# [Assignment]
The result should be every line that contains the word "SnapshotRecorder", taken from the material.

# [Dataset records]
// SPDX-License-Identifier: BUSL-1.1
// Copyright (c) 2026 Alfred Jean LLC

//! The event envelope (C9): the only thing the transition engine dispatches
//! on. Transitions are keyed by [`EventName`], never by a Rust type, so
//! wire-level events can be routed without reflection.

use serde::{Deserialize, Serialize};
use serde_json::{Map, Value};

use crate::ids::EventName;

/// One unit of input delivered to a machine's inbox.
///
/// `payload` is opaque to the engine — it is handed to hooks and stay
/// actions verbatim and serialized into the transition record. `params` is a
/// flattened view of the event's attributes used only for recorder
/// serialization (so a domain event can expose a handful of scalar fields
/// without forcing the whole payload through the same shape).
#[derive(Debug, Clone, Serialize, Deserialize)]
pub struct Event {
    name: EventName,
    timestamp_ms: u64,
    #[serde(default)]
    payload: Value,
    #[serde(default)]
    params: Map<String, Value>,
}

impl Event {
    pub fn new(name: impl Into<EventName>, timestamp_ms: u64, payload: Value) -> Self {
        Self { name: name.into(), timestamp_ms, payload, params: Map::new() }
    }

    /// Construct the synthetic timeout event delivered by the scheduler.
    pub fn timeout(timestamp_ms: u64) -> Self {
        Self::new(EventName::timeout(), timestamp_ms, Value::Null)
    }

    /// Construct an untyped, string-named event (the `__generic__` form).
    pub fn generic(timestamp_ms: u64, payload: Value) -> Self {
        Self::new(EventName::generic(), timestamp_ms, payload)
    }

    pub fn with_params(mut self, params: Map<String, Value>) -> Self {
        self.params = params;
        self
    }

    pub fn name(&self) -> &EventName {
        &self.name
    }

    pub fn timestamp_ms(&self) -> u64 {
        self.timestamp_ms
    }

    pub fn payload(&self) -> &Value {
        &self.payload
    }

    pub fn params(&self) -> &Map<String, Value> {
        &self.params
    }

    pub fn is_timeout(&self) -> bool {
        self.name.is_timeout()
    }

    /// Serialized payload for transition-record construction; never fails
    /// because `Value` is already JSON.
    pub fn payload_json(&self) -> String {
        self.payload.to_string()
    }

    pub fn params_json(&self) -> String {
        Value::Object(self.params.clone()).to_string()
    }
}

#[cfg(test)]
#[path = "event_tests.rs"]
mod tests;
// SPDX-License-Identifier: BUSL-1.1
// Copyright (c) 2026 Alfred Jean LLC

//! File-backed persistence: one JSON file per machine ID under a root
//! directory, written atomically (temp file + rename) with the previous
//! contents rotated into `.bak`/`.bak.2`/`.bak.3` on overwrite.

use std::path::{Path, PathBuf};

use async_trait::async_trait;
use serde::de::DeserializeOwned;
use serde::Serialize;

use fsm_core::{MachineId, PersistentEntity};

use crate::error::PersistenceError;
use crate::port::PersistencePort;

pub struct FilePersistence {
    root: PathBuf,
}

impl FilePersistence {
    pub fn new(root: impl Into<PathBuf>) -> Self {
        Self { root: root.into() }
    }

    fn path_for(&self, id: &MachineId) -> PathBuf {
        self.root.join(format!("{}.json", sanitize_filename(id.as_str())))
    }
}

/// Replaces filesystem-unsafe characters so an arbitrary `MachineId` maps to
/// a single, collision-free path component without touching its other
/// bytes. Machine IDs are opaque per the data model, so this must not
/// assume any particular alphabet.
fn sanitize_filename(id: &str) -> String {
    id.chars()
        .map(|c| if c.is_ascii_alphanumeric() || matches!(c, '-' | '_' | '.') { c } else { '_' })
        .collect()
}

/// Rotates `path`'s existing contents into `.bak`, pushing any prior `.bak`
/// into `.bak.2` and any prior `.bak.2` into `.bak.3`, dropping the oldest.
/// Mirrors the daemon's snapshot-backup convention: at most three
/// generations are kept.
async fn rotate_bak_path(path: &Path) -> Result<(), PersistenceError> {
    if !tokio::fs::try_exists(path).await? {
        return Ok(());
    }
    let bak3 = with_suffix(path, "bak.3");
    let bak2 = with_suffix(path, "bak.2");
    let bak1 = with_suffix(path, "bak");

    if tokio::fs::try_exists(&bak2).await? {
        tokio::fs::rename(&bak2, &bak3).await?;
    }
    if tokio::fs::try_exists(&bak1).await? {
        tokio::fs::rename(&bak1, &bak2).await?;
    }
    tokio::fs::rename(path, &bak1).await?;
    Ok(())
}

fn with_suffix(path: &Path, suffix: &str) -> PathBuf {
    let mut name = path.file_name().and_then(|n| n.to_str()).unwrap_or_default().to_string();
    name.push('.');
    name.push_str(suffix);
    path.with_file_name(name)
}

#[async_trait]
impl<P> PersistencePort<P> for FilePersistence
where
    P: PersistentEntity + Serialize + DeserializeOwned,
{
    async fn save(&self, id: &MachineId, entity: &P) -> Result<(), PersistenceError> {
        tokio::fs::create_dir_all(&self.root).await?;
        let path = self.path_for(id);
        let tmp = with_suffix(&path, "tmp");
        let json = serde_json::to_vec_pretty(entity)?;
        tokio::fs::write(&tmp, &json).await?;
        rotate_bak_path(&path).await?;
        tokio::fs::rename(&tmp, &path).await?;
        Ok(())
    }

    async fn load(&self, id: &MachineId) -> Result<Option<P>, PersistenceError> {
        let path = self.path_for(id);
        match tokio::fs::read(&path).await {
            Ok(bytes) => Ok(Some(serde_json::from_slice(&bytes)?)),
            Err(e) if e.kind() == std::io::ErrorKind::NotFound => Ok(None),
            Err(e) => Err(e.into()),
        }
    }

    async fn delete(&self, id: &MachineId) -> Result<(), PersistenceError> {
        let path = self.path_for(id);
        match tokio::fs::remove_file(&path).await {
            Ok(()) => Ok(()),
            Err(e) if e.kind() == std::io::ErrorKind::NotFound => Ok(()),
            Err(e) => Err(e.into()),
        }
    }
}

#[cfg(test)]
#[path = "file_tests.rs"]
mod tests;
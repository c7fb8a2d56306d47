// SPDX-License-Identifier: BUSL-1.1
// Copyright (c) 2026 Alfred Jean LLC

//! The snapshot recorder port (C7): a single `record` operation the engine
//! calls once per completed transition. No error type is exposed to the
//! engine — §4.7 declares recording best-effort, so implementations swallow
//! and log their own failures rather than surfacing a `Result` the engine
//! would have to decide whether to act on.

use async_trait::async_trait;
use fsm_wire::TransitionRecord;

/// Receives one [`TransitionRecord`] per completed transition (§4.7).
/// Implementations may fan out to multiple sinks, redact sensitive fields,
/// or buffer for live monitoring; none of that is visible to the engine.
#[async_trait]
pub trait SnapshotRecorder: Send + Sync {
    async fn record(&self, record: TransitionRecord);
}

#[cfg(test)]
#[path = "port_tests.rs"]
mod tests;
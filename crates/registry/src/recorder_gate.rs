// SPDX-License-Identifier: BUSL-1.1
// Copyright (c) 2026 Alfred Jean LLC

//! Wraps the caller-supplied [`SnapshotRecorder`] so the registry can also
//! feed `snapshot_debug`'s in-memory ring and the live-debug broadcast
//! channel, without either debug consumer being visible to the engine
//! (which only ever calls the plain port). Normal recording (§4.7) happens
//! unconditionally; the debug paths are additionally fed only while their
//! flag is set, checked fresh on every record so toggling takes effect on
//! the very next transition.

use std::sync::atomic::{AtomicBool, Ordering};
use std::sync::Arc;

use async_trait::async_trait;
use tokio::sync::broadcast;

use fsm_recorder::{RingRecorder, SnapshotRecorder};
use fsm_wire::TransitionRecord;

pub struct DebugGatedRecorder<Rec> {
    inner: Rec,
    ring: Arc<RingRecorder>,
    broadcast_tx: broadcast::Sender<TransitionRecord>,
    snapshot_debug: Arc<AtomicBool>,
    live_debug: Arc<AtomicBool>,
}

impl<Rec: SnapshotRecorder> DebugGatedRecorder<Rec> {
    pub fn new(
        inner: Rec,
        ring: Arc<RingRecorder>,
        broadcast_tx: broadcast::Sender<TransitionRecord>,
        snapshot_debug: Arc<AtomicBool>,
        live_debug: Arc<AtomicBool>,
    ) -> Self {
        Self { inner, ring, broadcast_tx, snapshot_debug, live_debug }
    }
}

#[async_trait]
impl<Rec: SnapshotRecorder> SnapshotRecorder for DebugGatedRecorder<Rec> {
    async fn record(&self, record: TransitionRecord) {
        self.inner.record(record.clone()).await;

        if self.snapshot_debug.load(Ordering::Relaxed) {
            self.ring.record(record.clone()).await;
        }

        if self.live_debug.load(Ordering::Relaxed) {
            // A broadcast send only fails when there are no receivers
            // connected; that is the common case between debug-client
            // connections and is not an error (§4.7: best-effort).
            let _ = self.broadcast_tx.send(record);
        }
    }
}

#[cfg(test)]
#[path = "recorder_gate_tests.rs"]
mod tests;
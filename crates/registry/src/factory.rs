// SPDX-License-Identifier: BUSL-1.1
// Copyright (c) 2026 Alfred Jean LLC

//! The factory contract (§6): "a zero-argument function that, when invoked,
//! returns a freshly built machine instance whose entity ID equals the
//! requested ID, whose graph is bound, and which has a registered
//! rehydration callback invoked by the registry immediately after loading
//! the persisted entity."
//!
//! Concretely, one [`MachineFactory`] is bound to one machine *type*: it
//! hands back the shared, immutable graph for that type (built once,
//! cloned cheaply via `Arc` into every instance), and the two functions the
//! registry calls at its two construction points — `new_entity` for a
//! never-before-seen ID, `build_volatile` both for a brand new machine and
//! as the rehydration callback once a persisted entity has been loaded.

use std::sync::Arc;

use fsm_core::{MachineId, PersistentEntity, StateGraph};

/// Builds machines of one type. Registered once with a [`crate::Registry`]
/// and reused across every `create_or_get`/`send` for that registry — the
/// registry is generic over exactly one `(P, V)` pair per instance, and the
/// StateGraph is shared (immutable) across every instance built from the
/// same factory (§3 Ownership).
pub trait MachineFactory<P: PersistentEntity, V>: Send + Sync {
    /// The label stamped on every `TransitionRecord` this factory's machines
    /// produce (`machine_type` in §3/§6).
    fn machine_type(&self) -> &str;

    /// The shared, immutable state graph bound to this factory's machines.
    fn graph(&self) -> &Arc<StateGraph<P, V>>;

    /// Builds a brand-new entity for `id`, seeded at the graph's initial
    /// state. Called only by `create_or_get` the first time an ID is seen
    /// (no live instance, nothing persisted).
    fn new_entity(&self, id: &MachineId) -> P;

    /// The volatile-context factory (§4.2): invoked once when a machine
    /// becomes live, whether brand new or rehydrated from a just-loaded
    /// entity. This *is* the "rehydration callback" `onRehydration` in §6 —
    /// the order of operations (load → adopt persisted state → call this)
    /// is the contract, not a separate method.
    fn build_volatile(&self, entity: &P) -> V;
}

/// A [`MachineFactory`] built from three plain closures, for call sites that
/// do not want to name a dedicated type per machine type.
pub struct ClosureFactory<P, V, NewEntity, BuildVolatile> {
    machine_type: String,
    graph: Arc<StateGraph<P, V>>,
    new_entity: NewEntity,
    build_volatile: BuildVolatile,
}

impl<P, V, NewEntity, BuildVolatile> ClosureFactory<P, V, NewEntity, BuildVolatile>
where
    P: PersistentEntity,
    NewEntity: Fn(&MachineId) -> P + Send + Sync,
    BuildVolatile: Fn(&P) -> V + Send + Sync,
{
    pub fn new(
        machine_type: impl Into<String>,
        graph: Arc<StateGraph<P, V>>,
        new_entity: NewEntity,
        build_volatile: BuildVolatile,
    ) -> Self {
        Self { machine_type: machine_type.into(), graph, new_entity, build_volatile }
    }
}

impl<P, V, NewEntity, BuildVolatile> MachineFactory<P, V>
    for ClosureFactory<P, V, NewEntity, BuildVolatile>
where
    P: PersistentEntity,
    V: Send,
    NewEntity: Fn(&MachineId) -> P + Send + Sync,
    BuildVolatile: Fn(&P) -> V + Send + Sync,
{
    fn machine_type(&self) -> &str {
        &self.machine_type
    }

    fn graph(&self) -> &Arc<StateGraph<P, V>> {
        &self.graph
    }

    fn new_entity(&self, id: &MachineId) -> P {
        (self.new_entity)(id)
    }

    fn build_volatile(&self, entity: &P) -> V {
        (self.build_volatile)(entity)
    }
}

#[cfg(test)]
#[path = "factory_tests.rs"]
mod tests;
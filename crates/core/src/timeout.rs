// SPDX-License-Identifier: BUSL-1.1
// Copyright (c) 2026 Alfred Jean LLC

//! The per-machine timeout handle (C3). The scheduler that arms, cancels,
//! and fires these lives in the engine crate; this module only defines the
//! handle a [`crate::context`]-owning machine instance holds at most one of
//! at a time, and the "armed-in-state" tag that lets a late firing racing a
//! transition be told apart from a live one.

use crate::ids::StateName;

crate::define_id! {
    /// Identifies one scheduled timeout so the scheduler's priority queue and
    /// the owning machine can agree on which entry is being cancelled.
    pub struct TimeoutId("tmo-");
}

/// A single armed, single-shot timeout. `armed_in_state` is stamped at
/// schedule time; a firing is only honored if the machine is still in that
/// state when it is delivered (see [`TimeoutHandle::matches`]).
#[derive(Debug, Clone)]
pub struct TimeoutHandle {
    id: TimeoutId,
    armed_in_state: StateName,
    deadline_ms: u64,
    fallback_target: StateName,
}

impl TimeoutHandle {
    pub fn new(armed_in_state: StateName, deadline_ms: u64, fallback_target: StateName) -> Self {
        Self { id: TimeoutId::new(), armed_in_state, deadline_ms, fallback_target }
    }

    /// Builds a handle around an already-generated [`TimeoutId`] — used when
    /// the scheduler must be given the id up front (it is the scheduler's
    /// key for cancellation) rather than generating its own.
    pub fn with_id(
        id: TimeoutId,
        armed_in_state: StateName,
        deadline_ms: u64,
        fallback_target: StateName,
    ) -> Self {
        Self { id, armed_in_state, deadline_ms, fallback_target }
    }

    pub fn id(&self) -> &TimeoutId {
        &self.id
    }

    pub fn armed_in_state(&self) -> &StateName {
        &self.armed_in_state
    }

    pub fn deadline_ms(&self) -> u64 {
        self.deadline_ms
    }

    pub fn fallback_target(&self) -> &StateName {
        &self.fallback_target
    }

    /// A fired timeout is only delivered if the machine is still in the
    /// state that armed it; a cancellation racing the fire leaves the
    /// machine in some other state, and the late event must be discarded.
    pub fn matches(&self, current_state: &StateName, fired_id: &TimeoutId) -> bool {
        &self.id == fired_id && &self.armed_in_state == current_state
    }
}

#[cfg(test)]
#[path = "timeout_tests.rs"]
mod tests;
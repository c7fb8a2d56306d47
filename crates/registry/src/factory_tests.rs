// SPDX-License-Identifier: BUSL-1.1
// Copyright (c) 2026 Alfred Jean LLC

use std::sync::Arc;

use serde_json::{json, Value};

use fsm_core::{StateGraphBuilder, StateName};

use super::*;

#[derive(Debug, Clone, PartialEq)]
struct Order {
    id: MachineId,
    state: StateName,
    last_change_ms: u64,
    complete: bool,
    version: u64,
}

impl fsm_core::PersistentEntity for Order {
    fn machine_id(&self) -> &MachineId {
        &self.id
    }
    fn current_state(&self) -> &StateName {
        &self.state
    }
    fn set_current_state(&mut self, state: StateName) {
        self.state = state;
    }
    fn last_state_change_ms(&self) -> u64 {
        self.last_change_ms
    }
    fn set_last_state_change_ms(&mut self, ts: u64) {
        self.last_change_ms = ts;
    }
    fn is_complete(&self) -> bool {
        self.complete
    }
    fn set_complete(&mut self, complete: bool) {
        self.complete = complete;
    }
    fn deep_copy(&self) -> Self {
        self.clone()
    }
    fn to_canonical_json(&self) -> Value {
        json!({"id": self.id.as_str()})
    }
    fn version(&self) -> u64 {
        self.version
    }
    fn set_version(&mut self, version: u64) {
        self.version = version;
    }
}

fn graph() -> Arc<fsm_core::StateGraph<Order, u32>> {
    Arc::new(
        StateGraphBuilder::<Order, u32>::new()
            .initial("PENDING")
            .state("PENDING")
            .on("OrderPlaced", "SHIPPED")
            .done()
            .state("SHIPPED")
            .is_final()
            .done()
            .build()
            .expect("valid graph"),
    )
}

#[test]
fn closure_factory_builds_entity_and_volatile_context() {
    let factory = ClosureFactory::new(
        "order",
        graph(),
        |id: &MachineId| Order {
            id: id.clone(),
            state: StateName::new("PENDING"),
            last_change_ms: 0,
            complete: false,
            version: 0,
        },
        |entity: &Order| entity.version as u32 * 10,
    );

    let id = MachineId::new("ord-1");
    let entity = factory.new_entity(&id);
    assert_eq!(entity.machine_id().as_str(), "ord-1");
    assert_eq!(entity.current_state().as_str(), "PENDING");

    assert_eq!(factory.build_volatile(&entity), 0);
    assert_eq!(factory.machine_type(), "order");
    assert!(factory.graph().contains(&StateName::new("SHIPPED")));
}
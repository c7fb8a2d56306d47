// SPDX-License-Identifier: BUSL-1.1
// Copyright (c) 2026 Alfred Jean LLC

use thiserror::Error;

/// Failures from a [`crate::PersistencePort`] implementation. The engine
/// never swallows these — they propagate to the caller of the triggering
/// registry API (§7 of the design: `PersistenceError` is never retried
/// internally).
#[derive(Debug, Error)]
pub enum PersistenceError {
    #[error("persistence I/O error: {0}")]
    Io(#[from] std::io::Error),

    #[error("persistence (de)serialization error: {0}")]
    Serde(#[from] serde_json::Error),

    #[error("persistence backend unavailable: {0}")]
    Unavailable(String),
}
#![cfg_attr(not(feature = "std"), no_std)]
#![doc = include_str!("../README.md")]

//! # Core Concepts
//!
//! - **`Command`**: One requested behavior (`CommandKind` plus on/off durations and a cycle count)
//! - **`CommandKind`**: Steady (`SwitchOff`, `SwitchOn`, `PulsedPerpetual`) or transient (`ContinuousOff`, `ContinuousOn`, `Pulsed`)
//! - **`Engine`**: State machine that owns the output and the current/previous commands
//! - **`CommandChannel`**: Bounded FIFO that producers enqueue into without blocking
//! - **`run`**: Worker loop that feeds channel contents to the engine until stopped
//! - **`Output`**: Trait to implement for the controlled line (any `FnMut(bool)` works)
//! - **`TickDelay`**: Trait for cooperative tick delays (`EmbassyDelay` by default)
//! - **`PeriodicOutput`**: (`std`) Engine, channel and worker thread bundled as one owned value
//!
//! Durations are in ticks of the `embassy-time` tick rate; use
//! [`ticks_from_millis`] to convert.

pub mod channel;
pub mod command;
pub mod engine;
pub mod output;
pub mod runner;
pub mod time;

#[cfg(feature = "std")]
pub mod controller;

pub use channel::{CommandChannel, DEFAULT_CHANNEL_DEPTH, EnqueueError};
pub use command::{Command, CommandKind, RawCommand};
pub use engine::{DebugHook, Engine, EngineSnapshot, NoDebugHook};
pub use output::{Output, PinOutput};
pub use runner::{StopSignal, run};
pub use time::{EmbassyDelay, TickDelay, Ticks, Timeout, ticks_from_millis};

#[cfg(feature = "std")]
pub use controller::{
    Builder, CommandSender, ControllerError, MIN_HOSTED_STACK_SIZE, PeriodicOutput, WorkerConfig,
};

# [Result]
pub trait SnapshotRecorder: Send + Sync {
//! Wraps the caller-supplied [`SnapshotRecorder`] so the registry can also
use fsm_recorder::{RingRecorder, SnapshotRecorder};
impl<Rec: SnapshotRecorder> DebugGatedRecorder<Rec> {
impl<Rec: SnapshotRecorder> SnapshotRecorder for DebugGatedRecorder<Rec> {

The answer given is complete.